Summarizing the themes discussed throughout the convening, Thoraya Obaid, former Under-Secretary-General of the United Nations, offered these words of encouragement:
The world is not a happy place right now. But, we can do something about it. . . Within what seems to be a dark picture of our universe, we have one glimmer of hope, and that is communities on the ground who want and demand a better life that is just and equitable, where the slogan of ‘no one left behind’ is a reality.

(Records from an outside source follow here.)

//! Application configuration schemas.
//!
//! All configuration structs are deserialized from TOML files via the
//! `config` crate. Each sub-module represents a logical configuration
//! section.

pub mod app;
pub mod auth;
pub mod categorizer;
pub mod database;
pub mod logging;
pub mod sharing;
pub mod storage;
pub mod trash;

use serde::{Deserialize, Serialize};

pub use self::app::{CorsConfig, ServerConfig};
pub use self::auth::{AuthConfig, BiometricMode};
pub use self::categorizer::CategorizerConfig;
pub use self::database::DatabaseConfig;
pub use self::logging::LoggingConfig;
pub use self::sharing::SharingConfig;
pub use self::storage::{StorageConfig, StorageProviderKind};
pub use self::trash::TrashConfig;

use crate::error::AppError;

/// Environment variable prefix, e.g. `LOCKER__DATABASE__URL`.
const ENV_PREFIX: &str = "LOCKER";

/// Root application configuration.
///
/// This struct is the top-level deserialization target for the merged
/// TOML configuration files (default.toml + environment overlay).
#[derive(Debug, Clone, Default, Serialize, Deserialize)]
pub struct AppConfig {
    /// HTTP server settings.
    #[serde(default)]
    pub server: ServerConfig,
    /// Database connection settings.
    #[serde(default)]
    pub database: DatabaseConfig,
    /// Bearer token and private-access settings.
    #[serde(default)]
    pub auth: AuthConfig,
    /// Object storage settings.
    #[serde(default)]
    pub storage: StorageConfig,
    /// Share link settings.
    #[serde(default)]
    pub sharing: SharingConfig,
    /// AI categorization settings.
    #[serde(default)]
    pub categorizer: CategorizerConfig,
    /// Trash retention settings.
    #[serde(default)]
    pub trash: TrashConfig,
    /// Logging settings.
    #[serde(default)]
    pub logging: LoggingConfig,
}

impl AppConfig {
    /// Load configuration from `config/default.toml`, the `config/{env}.toml`
    /// overlay and `LOCKER__*` environment variables.
    pub fn load(env: &str) -> Result<Self, AppError> {
        Self::load_from("config/default", env)
    }

    /// Like [`AppConfig::load`] with an explicit base file. The overlay is
    /// looked up next to the base file.
    pub fn load_from(base: &str, env: &str) -> Result<Self, AppError> {
        let base = base.trim_end_matches(".toml");
        let overlay = match base.rsplit_once('/') {
            Some((dir, _)) => format!("{dir}/{env}"),
            None => env.to_string(),
        };

        let config = config::Config::builder()
            .add_source(config::File::with_name(base).required(false))
            .add_source(config::File::with_name(&overlay).required(false))
            .add_source(
                config::Environment::with_prefix(ENV_PREFIX)
                    .prefix_separator("__")
                    .separator("__")
                    .try_parsing(true),
            )
            .build()
            .map_err(|e| AppError::configuration(format!("Failed to build config: {e}")))?;

        config
            .try_deserialize()
            .map_err(|e| AppError::configuration(format!("Failed to deserialize config: {e}")))
    }

    /// Parse configuration from an in-memory TOML document. Missing
    /// sections fall back to their defaults.
    pub fn from_toml(source: &str) -> Result<Self, AppError> {
        config::Config::builder()
            .add_source(config::File::from_str(source, config::FileFormat::Toml))
            .build()?
            .try_deserialize()
            .map_err(|e| AppError::configuration(format!("Failed to deserialize config: {e}")))
    }

    /// Base URL used when building public share links.
    pub fn share_link_base(&self) -> &str {
        self.sharing
            .link_base_url
            .as_deref()
            .map(|url| url.trim_end_matches('/'))
            .unwrap_or_else(|| self.server.base_url())
    }
}

#[cfg(test)]
mod tests {
    use super::*;

    #[test]
    fn test_empty_document_uses_defaults() {
        let config = AppConfig::from_toml("").unwrap();
        assert_eq!(config.server.port, 8080);
        assert_eq!(config.storage.bucket, "documents");
        assert_eq!(config.storage.provider, StorageProviderKind::Local);
        assert_eq!(config.auth.biometric_mode, BiometricMode::Disabled);
        assert!(!config.categorizer.enabled);
        assert_eq!(config.trash.retention_days, 30);
    }

    #[test]
    fn test_sections_override_defaults() {
        let config = AppConfig::from_toml(
            r#"
            [server]
            public_base_url = "https://locker.example.com/"

            [storage]
            provider = "memory"
            max_upload_size_bytes = 1024

            [categorizer]
            enabled = true
            api_key = "sk-test"
            auto_apply_threshold = 0.9
            "#,
        )
        .unwrap();

        assert_eq!(config.storage.provider, StorageProviderKind::Memory);
        assert_eq!(config.storage.max_upload_size_bytes, 1024);
        assert_eq!(config.categorizer.api_key.as_deref(), Some("sk-test"));
        assert_eq!(config.share_link_base(), "https://locker.example.com");
    }

    #[test]
    fn test_share_link_base_prefers_sharing_section() {
        let config = AppConfig::from_toml(
            r#"
            [sharing]
            link_base_url = "https://share.example.com"
            "#,
        )
        .unwrap();
        assert_eq!(config.share_link_base(), "https://share.example.com");
    }
}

The Intersection of Climate Justice and Women’s Rights Advocacy: An Interview with Siti Nurjanah, Executive Director of WLP Indonesia
WLP supports climate justice campaigns that bring human rights to the forefront of climate action. We work with our partner organizations to provide training and mentoring to climate activists. In WLP leadership training workshops facilitated by our partner organizations, environmental advocates advance their communication and leadership skills and share with each other their best practices. Many of our partners continue to collaborate with participants on their climate justice campaigns long after the conclusion of the workshops, helping to bring about progress on protecting the environment locally and regionally.
Understanding that there are overlapping and interconnected threats to human security can help us create a roadmap for diminishing human suffering in the future. The first and most obvious hurdle is that the power structures and decision-making processes and leaders that are currently in place are not adequately addressing either climate change or women’s rights.